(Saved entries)
[Start of section]

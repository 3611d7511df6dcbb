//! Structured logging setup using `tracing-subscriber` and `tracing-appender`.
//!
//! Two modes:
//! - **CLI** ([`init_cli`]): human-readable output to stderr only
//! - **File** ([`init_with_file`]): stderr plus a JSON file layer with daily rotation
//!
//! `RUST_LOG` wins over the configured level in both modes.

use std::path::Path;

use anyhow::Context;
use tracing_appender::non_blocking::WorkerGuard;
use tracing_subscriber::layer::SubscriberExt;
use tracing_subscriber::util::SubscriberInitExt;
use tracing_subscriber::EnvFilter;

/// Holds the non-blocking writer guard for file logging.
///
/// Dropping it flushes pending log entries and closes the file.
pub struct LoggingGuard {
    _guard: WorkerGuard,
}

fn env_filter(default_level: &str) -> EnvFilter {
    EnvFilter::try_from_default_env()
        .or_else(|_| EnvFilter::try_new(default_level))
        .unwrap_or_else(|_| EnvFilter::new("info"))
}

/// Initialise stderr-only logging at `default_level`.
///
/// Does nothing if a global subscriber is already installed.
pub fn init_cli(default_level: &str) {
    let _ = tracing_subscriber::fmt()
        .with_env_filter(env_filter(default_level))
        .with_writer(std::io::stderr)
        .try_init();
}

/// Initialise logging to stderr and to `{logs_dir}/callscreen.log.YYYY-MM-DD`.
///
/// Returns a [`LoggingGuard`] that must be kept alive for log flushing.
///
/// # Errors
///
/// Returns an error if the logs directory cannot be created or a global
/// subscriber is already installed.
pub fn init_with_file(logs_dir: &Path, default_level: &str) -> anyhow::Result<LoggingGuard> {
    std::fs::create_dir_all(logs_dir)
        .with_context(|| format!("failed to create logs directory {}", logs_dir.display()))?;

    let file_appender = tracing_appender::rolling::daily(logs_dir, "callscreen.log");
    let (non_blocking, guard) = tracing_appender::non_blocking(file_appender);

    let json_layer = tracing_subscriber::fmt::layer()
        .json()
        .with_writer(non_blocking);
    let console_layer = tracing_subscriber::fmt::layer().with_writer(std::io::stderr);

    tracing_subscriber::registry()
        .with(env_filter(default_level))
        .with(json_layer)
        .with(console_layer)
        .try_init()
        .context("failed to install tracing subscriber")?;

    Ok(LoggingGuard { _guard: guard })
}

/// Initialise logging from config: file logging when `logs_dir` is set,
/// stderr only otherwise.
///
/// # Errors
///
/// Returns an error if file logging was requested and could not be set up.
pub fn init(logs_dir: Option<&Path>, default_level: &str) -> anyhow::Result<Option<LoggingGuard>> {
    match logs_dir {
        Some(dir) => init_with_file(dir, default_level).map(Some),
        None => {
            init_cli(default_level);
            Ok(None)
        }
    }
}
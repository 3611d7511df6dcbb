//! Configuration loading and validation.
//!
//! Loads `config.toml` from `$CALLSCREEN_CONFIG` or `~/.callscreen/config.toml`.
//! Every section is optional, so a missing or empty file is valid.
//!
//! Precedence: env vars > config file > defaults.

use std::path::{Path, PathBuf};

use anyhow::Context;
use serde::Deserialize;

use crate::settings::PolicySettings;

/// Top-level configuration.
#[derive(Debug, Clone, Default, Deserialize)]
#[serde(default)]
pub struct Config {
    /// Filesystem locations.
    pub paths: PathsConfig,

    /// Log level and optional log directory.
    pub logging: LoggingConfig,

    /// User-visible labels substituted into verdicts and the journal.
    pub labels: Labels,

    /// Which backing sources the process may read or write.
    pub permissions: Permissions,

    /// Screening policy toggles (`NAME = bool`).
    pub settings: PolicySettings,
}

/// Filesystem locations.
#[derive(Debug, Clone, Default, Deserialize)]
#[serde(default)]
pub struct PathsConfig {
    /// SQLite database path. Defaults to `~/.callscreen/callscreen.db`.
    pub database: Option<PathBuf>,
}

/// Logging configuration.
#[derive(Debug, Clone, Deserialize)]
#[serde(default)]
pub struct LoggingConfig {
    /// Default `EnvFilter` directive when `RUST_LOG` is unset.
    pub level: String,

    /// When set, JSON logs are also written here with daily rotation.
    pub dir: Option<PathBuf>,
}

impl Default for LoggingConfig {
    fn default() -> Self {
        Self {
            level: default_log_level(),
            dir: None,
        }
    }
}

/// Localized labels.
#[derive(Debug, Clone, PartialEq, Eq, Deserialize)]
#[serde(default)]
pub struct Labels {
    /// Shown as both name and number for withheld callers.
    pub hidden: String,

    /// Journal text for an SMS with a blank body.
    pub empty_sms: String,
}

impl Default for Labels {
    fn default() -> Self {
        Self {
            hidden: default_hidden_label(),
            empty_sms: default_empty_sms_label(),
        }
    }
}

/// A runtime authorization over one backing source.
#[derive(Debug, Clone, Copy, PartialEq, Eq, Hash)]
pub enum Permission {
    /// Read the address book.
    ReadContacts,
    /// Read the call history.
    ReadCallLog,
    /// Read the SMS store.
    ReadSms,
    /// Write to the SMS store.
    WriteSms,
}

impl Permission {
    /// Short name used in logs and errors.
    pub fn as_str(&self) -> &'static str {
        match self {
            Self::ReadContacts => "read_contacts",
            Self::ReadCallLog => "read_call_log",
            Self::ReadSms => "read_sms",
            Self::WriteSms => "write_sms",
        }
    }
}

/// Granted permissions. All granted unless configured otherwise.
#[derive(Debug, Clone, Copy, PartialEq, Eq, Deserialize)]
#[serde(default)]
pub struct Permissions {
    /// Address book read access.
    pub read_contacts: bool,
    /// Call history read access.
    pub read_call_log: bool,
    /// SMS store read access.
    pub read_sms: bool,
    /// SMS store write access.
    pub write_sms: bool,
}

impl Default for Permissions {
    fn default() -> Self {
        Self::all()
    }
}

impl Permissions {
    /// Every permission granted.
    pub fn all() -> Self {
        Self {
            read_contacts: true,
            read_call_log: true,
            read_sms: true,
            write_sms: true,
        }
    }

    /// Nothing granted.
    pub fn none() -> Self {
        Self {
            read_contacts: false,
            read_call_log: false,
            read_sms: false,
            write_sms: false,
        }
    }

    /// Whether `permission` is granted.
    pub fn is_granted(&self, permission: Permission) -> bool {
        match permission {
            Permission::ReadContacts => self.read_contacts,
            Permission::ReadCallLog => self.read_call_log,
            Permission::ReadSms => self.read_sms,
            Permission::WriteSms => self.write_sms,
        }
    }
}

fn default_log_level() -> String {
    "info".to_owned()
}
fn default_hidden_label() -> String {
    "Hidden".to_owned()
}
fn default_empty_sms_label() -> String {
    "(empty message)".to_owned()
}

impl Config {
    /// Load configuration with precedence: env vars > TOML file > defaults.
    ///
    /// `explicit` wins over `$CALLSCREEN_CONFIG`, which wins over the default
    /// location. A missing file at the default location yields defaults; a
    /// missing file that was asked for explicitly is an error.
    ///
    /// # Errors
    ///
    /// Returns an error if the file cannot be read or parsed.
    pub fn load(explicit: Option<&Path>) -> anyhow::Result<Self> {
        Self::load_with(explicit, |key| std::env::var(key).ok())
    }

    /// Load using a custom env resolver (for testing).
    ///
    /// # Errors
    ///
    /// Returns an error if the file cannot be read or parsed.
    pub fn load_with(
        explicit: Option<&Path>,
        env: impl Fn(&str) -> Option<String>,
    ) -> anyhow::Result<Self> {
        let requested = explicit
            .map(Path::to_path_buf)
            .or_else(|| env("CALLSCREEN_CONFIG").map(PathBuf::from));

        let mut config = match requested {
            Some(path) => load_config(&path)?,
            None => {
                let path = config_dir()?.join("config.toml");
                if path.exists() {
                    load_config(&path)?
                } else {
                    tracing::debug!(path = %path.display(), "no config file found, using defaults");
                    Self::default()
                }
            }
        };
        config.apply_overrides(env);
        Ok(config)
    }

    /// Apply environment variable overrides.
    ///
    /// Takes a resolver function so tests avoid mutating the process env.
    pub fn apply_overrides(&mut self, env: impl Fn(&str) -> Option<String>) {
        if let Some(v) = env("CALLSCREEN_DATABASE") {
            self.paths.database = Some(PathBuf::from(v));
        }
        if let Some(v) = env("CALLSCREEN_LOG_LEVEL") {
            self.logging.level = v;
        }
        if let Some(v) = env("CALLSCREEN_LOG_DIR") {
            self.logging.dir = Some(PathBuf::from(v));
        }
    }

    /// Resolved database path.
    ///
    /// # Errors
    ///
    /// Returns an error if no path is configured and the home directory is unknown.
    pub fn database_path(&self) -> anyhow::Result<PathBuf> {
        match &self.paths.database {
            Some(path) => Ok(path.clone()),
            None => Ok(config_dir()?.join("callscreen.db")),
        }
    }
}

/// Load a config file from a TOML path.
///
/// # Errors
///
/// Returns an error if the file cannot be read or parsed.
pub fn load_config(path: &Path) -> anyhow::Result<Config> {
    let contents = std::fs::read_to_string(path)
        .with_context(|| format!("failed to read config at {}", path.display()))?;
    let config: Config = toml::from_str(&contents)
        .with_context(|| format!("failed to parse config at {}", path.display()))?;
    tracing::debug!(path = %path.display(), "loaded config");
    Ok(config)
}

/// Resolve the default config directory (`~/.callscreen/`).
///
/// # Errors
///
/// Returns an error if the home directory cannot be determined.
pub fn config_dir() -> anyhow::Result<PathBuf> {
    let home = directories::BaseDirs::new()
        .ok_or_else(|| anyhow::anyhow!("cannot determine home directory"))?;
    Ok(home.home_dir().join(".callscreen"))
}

[End of section]

» **WORK TO COMPLETE**
Look through the data above for the word "missing". Report each line where it occurs.

» **SOLUTION FOR THIS TASK**
//! Every section is optional, so a missing or empty file is valid.
    /// location. A missing file at the default location yields defaults; a
    /// missing file that was asked for explicitly is an error.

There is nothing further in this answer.